# Try it
Restate word for word the lines of the entries below, starting with the line that holds "pub struct Model" and ending with the line that holds "client_secret: &str) ->", and no others.

Dataset entries:

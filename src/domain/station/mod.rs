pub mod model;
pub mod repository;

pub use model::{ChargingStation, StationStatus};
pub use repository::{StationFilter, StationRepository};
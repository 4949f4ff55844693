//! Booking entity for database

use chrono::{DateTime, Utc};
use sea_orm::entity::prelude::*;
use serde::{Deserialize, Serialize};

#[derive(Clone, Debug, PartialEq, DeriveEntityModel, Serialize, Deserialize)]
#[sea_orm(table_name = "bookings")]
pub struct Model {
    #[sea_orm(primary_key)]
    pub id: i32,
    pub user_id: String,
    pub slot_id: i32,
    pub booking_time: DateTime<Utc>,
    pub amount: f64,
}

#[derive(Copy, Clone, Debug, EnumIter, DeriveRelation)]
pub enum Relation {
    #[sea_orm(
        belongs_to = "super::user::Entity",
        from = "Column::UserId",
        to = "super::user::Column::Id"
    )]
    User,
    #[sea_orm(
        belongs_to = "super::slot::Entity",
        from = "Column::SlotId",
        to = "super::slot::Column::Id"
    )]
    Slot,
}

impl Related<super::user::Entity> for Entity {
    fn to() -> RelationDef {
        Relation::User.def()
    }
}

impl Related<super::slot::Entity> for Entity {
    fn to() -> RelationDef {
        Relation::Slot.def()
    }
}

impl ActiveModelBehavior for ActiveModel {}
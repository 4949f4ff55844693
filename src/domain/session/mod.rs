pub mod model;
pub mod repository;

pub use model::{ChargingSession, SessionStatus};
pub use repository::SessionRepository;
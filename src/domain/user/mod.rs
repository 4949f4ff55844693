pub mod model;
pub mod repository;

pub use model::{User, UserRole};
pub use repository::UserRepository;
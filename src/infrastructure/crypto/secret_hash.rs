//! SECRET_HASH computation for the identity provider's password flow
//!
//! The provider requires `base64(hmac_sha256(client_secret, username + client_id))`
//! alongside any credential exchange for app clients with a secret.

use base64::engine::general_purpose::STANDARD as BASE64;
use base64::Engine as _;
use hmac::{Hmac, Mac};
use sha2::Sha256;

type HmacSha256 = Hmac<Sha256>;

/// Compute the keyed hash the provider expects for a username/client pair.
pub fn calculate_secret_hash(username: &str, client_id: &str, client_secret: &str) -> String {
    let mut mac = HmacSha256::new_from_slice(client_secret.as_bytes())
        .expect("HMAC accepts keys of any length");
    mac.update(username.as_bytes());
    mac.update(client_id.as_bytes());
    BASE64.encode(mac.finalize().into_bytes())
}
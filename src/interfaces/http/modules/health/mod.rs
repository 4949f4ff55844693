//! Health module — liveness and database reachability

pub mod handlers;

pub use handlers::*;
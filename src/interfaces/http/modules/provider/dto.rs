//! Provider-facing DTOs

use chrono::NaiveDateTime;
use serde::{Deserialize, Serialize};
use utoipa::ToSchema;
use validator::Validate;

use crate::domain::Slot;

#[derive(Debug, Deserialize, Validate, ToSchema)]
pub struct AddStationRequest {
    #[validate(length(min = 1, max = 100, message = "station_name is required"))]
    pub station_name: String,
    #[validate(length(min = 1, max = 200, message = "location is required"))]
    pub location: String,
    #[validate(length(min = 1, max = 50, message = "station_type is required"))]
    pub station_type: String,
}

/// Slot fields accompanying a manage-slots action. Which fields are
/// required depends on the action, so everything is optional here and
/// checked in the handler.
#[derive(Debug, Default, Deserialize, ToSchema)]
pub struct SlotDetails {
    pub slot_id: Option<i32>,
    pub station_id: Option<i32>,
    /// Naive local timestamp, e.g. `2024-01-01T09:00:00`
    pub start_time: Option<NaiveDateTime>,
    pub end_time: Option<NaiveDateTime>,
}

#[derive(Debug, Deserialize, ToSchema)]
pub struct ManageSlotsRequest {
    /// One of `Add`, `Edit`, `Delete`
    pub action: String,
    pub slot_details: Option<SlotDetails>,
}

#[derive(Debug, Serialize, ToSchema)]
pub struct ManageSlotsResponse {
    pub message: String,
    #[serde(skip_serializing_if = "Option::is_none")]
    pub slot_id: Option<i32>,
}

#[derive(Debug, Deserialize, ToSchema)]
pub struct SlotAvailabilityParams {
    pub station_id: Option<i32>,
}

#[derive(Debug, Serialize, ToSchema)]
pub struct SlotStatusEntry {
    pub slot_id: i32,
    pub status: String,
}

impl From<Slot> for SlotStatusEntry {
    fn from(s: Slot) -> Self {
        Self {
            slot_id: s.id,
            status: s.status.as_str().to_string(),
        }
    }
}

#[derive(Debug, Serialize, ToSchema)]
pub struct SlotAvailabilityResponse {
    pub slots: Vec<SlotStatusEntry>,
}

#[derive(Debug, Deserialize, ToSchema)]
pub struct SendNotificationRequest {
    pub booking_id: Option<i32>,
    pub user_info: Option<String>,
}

# Final answer
pub struct Model {
    #[sea_orm(primary_key)]
    pub id: i32,
    pub user_id: String,
    pub slot_id: i32,
    pub booking_time: DateTime<Utc>,
    pub amount: f64,
}

#[derive(Copy, Clone, Debug, EnumIter, DeriveRelation)]
pub enum Relation {
    #[sea_orm(
        belongs_to = "super::user::Entity",
        from = "Column::UserId",
        to = "super::user::Column::Id"
    )]
    User,
    #[sea_orm(
        belongs_to = "super::slot::Entity",
        from = "Column::SlotId",
        to = "super::slot::Column::Id"
    )]
    Slot,
}

impl Related<super::user::Entity> for Entity {
    fn to() -> RelationDef {
        Relation::User.def()
    }
}

impl Related<super::slot::Entity> for Entity {
    fn to() -> RelationDef {
        Relation::Slot.def()
    }
}

impl ActiveModelBehavior for ActiveModel {}
repository 4949f4ff55844693
filename src/domain/session/mod.rs
pub mod model;
pub mod repository;

pub use model::{ChargingSession, SessionStatus};
pub use repository::SessionRepository;
filename src/domain/user/mod.rs
repository 4949f4ff55844693
pub mod model;
pub mod repository;

pub use model::{User, UserRole};
pub use repository::UserRepository;
filename src/infrastructure/crypto/secret_hash.rs
//! SECRET_HASH computation for the identity provider's password flow
//!
//! The provider requires `base64(hmac_sha256(client_secret, username + client_id))`
//! alongside any credential exchange for app clients with a secret.

use base64::engine::general_purpose::STANDARD as BASE64;
use base64::Engine as _;
use hmac::{Hmac, Mac};
use sha2::Sha256;

type HmacSha256 = Hmac<Sha256>;

/// Compute the keyed hash the provider expects for a username/client pair.
pub fn calculate_secret_hash(username: &str, client_id: &str, client_secret: &str) -> String {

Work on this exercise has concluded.